### Problem statement:
Repeat each line of the listing exactly as written.

### Material provided:
use serde::{Deserialize, Serialize};
use std::fmt;
use std::str::FromStr;

use crate::error::ParseColorError;

/// An immutable sRGB color with channels normalized to 0.0..=1.0.
///
/// Serializes as its canonical `#RRGGBB` hex string. Every color maps to
/// exactly one canonical hex string; channels outside the unit range are
/// clamped when rendered.
#[derive(Debug, Clone, Copy, PartialEq, Serialize, Deserialize)]
#[serde(try_from = "String", into = "String")]
pub struct Color {
    r: f64,
    g: f64,
    b: f64,
}

impl Color {
    /// Create a color from normalized channel intensities.
    pub fn new(r: f64, g: f64, b: f64) -> Self {
        Self { r, g, b }
    }

    /// Create a color from 8-bit channel values.
    pub fn from_u8(r: u8, g: u8, b: u8) -> Self {
        Self {
            r: f64::from(r) / 255.0,
            g: f64::from(g) / 255.0,
            b: f64::from(b) / 255.0,
        }
    }

    /// Parse a strict 6-digit hex color, with or without a leading `#`.
    ///
    /// Case-insensitive. Shorthand (`#RGB`) is not accepted.
    pub fn from_hex(hex: &str) -> Result<Self, ParseColorError> {
        let digits = hex.strip_prefix('#').unwrap_or(hex);
        if digits.len() != 6 {
            return Err(ParseColorError::InvalidLength(digits.len()));
        }
        if !digits.bytes().all(|b| b.is_ascii_hexdigit()) {
            return Err(ParseColorError::InvalidHex(hex.to_string()));
        }

        let channel = |i: usize| {
            u8::from_str_radix(&digits[i..i + 2], 16)
                .map_err(|_| ParseColorError::InvalidHex(hex.to_string()))
        };
        Ok(Self::from_u8(channel(0)?, channel(2)?, channel(4)?))
    }

    pub fn r(&self) -> f64 {
        self.r
    }

    pub fn g(&self) -> f64 {
        self.g
    }

    pub fn b(&self) -> f64 {
        self.b
    }

    /// Convert to 8-bit channel values, rounding and clamping.
    pub fn to_u8(self) -> [u8; 3] {
        let quantize = |v: f64| (v * 255.0).round().clamp(0.0, 255.0) as u8;
        [quantize(self.r), quantize(self.g), quantize(self.b)]
    }

    /// Canonical uppercase `#RRGGBB` representation.
    pub fn to_hex(self) -> String {
        let [r, g, b] = self.to_u8();
        format!("#{r:02X}{g:02X}{b:02X}")
    }
}

impl fmt::Display for Color {
    fn fmt(&self, f: &mut fmt::Formatter<'_>) -> fmt::Result {
        f.write_str(&self.to_hex())
    }
}

impl FromStr for Color {
    type Err = ParseColorError;

    fn from_str(s: &str) -> Result<Self, Self::Err> {
        Self::from_hex(s.trim())
    }
}

impl TryFrom<String> for Color {
    type Error = ParseColorError;

    fn try_from(value: String) -> Result<Self, Self::Error> {
        value.parse()
    }
}

impl From<Color> for String {
    fn from(color: Color) -> Self {
        color.to_hex()
    }
}
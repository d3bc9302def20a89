use axum::{
    extract::{Path, State},
    response::Json,
};
use serde::Serialize;
use utoipa::ToSchema;

use crate::error::{ApiError, EngineError};
use crate::server::AppState;
use crate::services::PaletteCatalog;

#[derive(Debug, Serialize, ToSchema)]
pub struct BuiltinPaletteResponse {
    pub category: String,
    pub name: String,
    pub colors: Vec<String>,
}

/// List built-in palettes by category
#[utoipa::path(
    get,
    path = "/api/palettes",
    responses(
        (
            status = 200,
            description = "Palette names keyed by category",
            body = std::collections::BTreeMap<String, Vec<String>>
        ),
        (status = 503, description = "Engine not ready"),
    ),
    tag = "Palettes"
)]
pub async fn handle_list_palettes(
    State(state): State<AppState>,
) -> Result<Json<PaletteCatalog>, ApiError> {
    let snapshot = state.pipeline.snapshot();
    if !snapshot.ready {
        return Err(ApiError::EngineNotReady);
    }
    Ok(Json(snapshot.builtin_palettes))
}

/// Colors of one built-in palette
#[utoipa::path(
    get,
    path = "/api/palettes/{category}/{name}",
    params(
        ("category" = String, Path, description = "Palette category"),
        ("name" = String, Path, description = "Palette name"),
    ),
    responses(
        (status = 200, description = "Palette colors", body = BuiltinPaletteResponse),
        (status = 404, description = "Unknown palette"),
        (status = 503, description = "Engine not ready"),
    ),
    tag = "Palettes"
)]
pub async fn handle_palette_colors(
    State(state): State<AppState>,
    Path((category, name)): Path<(String, String)>,
) -> Result<Json<BuiltinPaletteResponse>, ApiError> {
    let result = state.pipeline.builtin_palette_colors(&category, &name).await;
    let colors = match result {
        Ok(colors) => colors,
        Err(EngineError::UnknownPalette(_)) => {
            return Err(ApiError::PaletteNotFound { category, name });
        }
        Err(e) => return Err(e.into()),
    };

    Ok(Json(BuiltinPaletteResponse {
        colors: colors.iter().map(|c| c.to_hex()).collect(),
        category,
        name,
    }))
}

### Reply:
use serde::{Deserialize, Serialize};
use std::fmt;
use std::str::FromStr;

use crate::error::ParseColorError;

/// An immutable sRGB color with channels normalized to 0.0..=1.0.
///
/// Serializes as its canonical `#RRGGBB` hex string. Every color maps to
/// exactly one canonical hex string; channels outside the unit range are
/// clamped when rendered.
#[derive(Debug, Clone, Copy, PartialEq, Serialize, Deserialize)]
#[serde(try_from = "String", into = "String")]
pub struct Color {
    r: f64,
    g: f64,
    b: f64,
}

impl Color {
    /// Create a color from normalized channel intensities.
    pub fn new(r: f64, g: f64, b: f64) -> Self {
        Self { r, g, b }
    }

    /// Create a color from 8-bit channel values.
    pub fn from_u8(r: u8, g: u8, b: u8) -> Self {
        Self {
            r: f64::from(r) / 255.0,
            g: f64::from(g) / 255.0,
            b: f64::from(b) / 255.0,
        }
    }

    /// Parse a strict 6-digit hex color, with or without a leading `#`.
    ///
    /// Case-insensitive. Shorthand (`#RGB`) is not accepted.
    pub fn from_hex(hex: &str) -> Result<Self, ParseColorError> {
        let digits = hex.strip_prefix('#').unwrap_or(hex);
        if digits.len() != 6 {
            return Err(ParseColorError::InvalidLength(digits.len()));
        }
        if !digits.bytes().all(|b| b.is_ascii_hexdigit()) {
            return Err(ParseColorError::InvalidHex(hex.to_string()));
        }

        let channel = |i: usize| {
            u8::from_str_radix(&digits[i..i + 2], 16)
                .map_err(|_| ParseColorError::InvalidHex(hex.to_string()))
        };
        Ok(Self::from_u8(channel(0)?, channel(2)?, channel(4)?))
    }

    pub fn r(&self) -> f64 {
        self.r
    }

    pub fn g(&self) -> f64 {
        self.g
    }

    pub fn b(&self) -> f64 {
        self.b
    }

    /// Convert to 8-bit channel values, rounding and clamping.
    pub fn to_u8(self) -> [u8; 3] {
        let quantize = |v: f64| (v * 255.0).round().clamp(0.0, 255.0) as u8;
        [quantize(self.r), quantize(self.g), quantize(self.b)]
    }

    /// Canonical uppercase `#RRGGBB` representation.
    pub fn to_hex(self) -> String {
        let [r, g, b] = self.to_u8();
        format!("#{r:02X}{g:02X}{b:02X}")
    }
}

impl fmt::Display for Color {
    fn fmt(&self, f: &mut fmt::Formatter<'_>) -> fmt::Result {
        f.write_str(&self.to_hex())
    }
}

impl FromStr for Color {
    type Err = ParseColorError;

    fn from_str(s: &str) -> Result<Self, Self::Err> {
        Self::from_hex(s.trim())
    }
}

impl TryFrom<String> for Color {
    type Error = ParseColorError;

    fn try_from(value: String) -> Result<Self, Self::Error> {
        value.parse()
    }
}

impl From<Color> for String {
    fn from(color: Color) -> Self {
        color.to_hex()
    }
}
repository d3bc9302def20a89
use axum::{
    extract::{Path, State},
    response::Json,
};
use serde::Serialize;
use utoipa::ToSchema;

use crate::error::{ApiError, EngineError};
use crate::server::AppState;
use crate::services::PaletteCatalog;

#[derive(Debug, Serialize, ToSchema)]
pub struct BuiltinPaletteResponse {
    pub category: String,
    pub name: String,
    pub colors: Vec<String>,
}

/// List built-in palettes by category
#[utoipa::path(
    get,
    path = "/api/palettes",
    responses(
        (
            status = 200,
            description = "Palette names keyed by category",
            body = std::collections::BTreeMap<String, Vec<String>>
        ),
        (status = 503, description = "Engine not ready"),
    ),
    tag = "Palettes"
)]
pub async fn handle_list_palettes(
    State(state): State<AppState>,
) -> Result<Json<PaletteCatalog>, ApiError> {
    let snapshot = state.pipeline.snapshot();
    if !snapshot.ready {
        return Err(ApiError::EngineNotReady);
    }
    Ok(Json(snapshot.builtin_palettes))
}

/// Colors of one built-in palette
#[utoipa::path(
    get,
    path = "/api/palettes/{category}/{name}",
    params(
        ("category" = String, Path, description = "Palette category"),
        ("name" = String, Path, description = "Palette name"),
    ),
    responses(
        (status = 200, description = "Palette colors", body = BuiltinPaletteResponse),
        (status = 404, description = "Unknown palette"),
        (status = 503, description = "Engine not ready"),
    ),
    tag = "Palettes"
)]
pub async fn handle_palette_colors(
    State(state): State<AppState>,
    Path((category, name)): Path<(String, String)>,
) -> Result<Json<BuiltinPaletteResponse>, ApiError> {
    let result = state.pipeline.builtin_palette_colors(&category, &name).await;
    let colors = match result {
        Ok(colors) => colors,
        Err(EngineError::UnknownPalette(_)) => {
            return Err(ApiError::PaletteNotFound { category, name });
        }
        Err(e) => return Err(e.into()),
    };

    Ok(Json(BuiltinPaletteResponse {
        colors: colors.iter().map(|c| c.to_hex()).collect(),
        category,
        name,
    }))
}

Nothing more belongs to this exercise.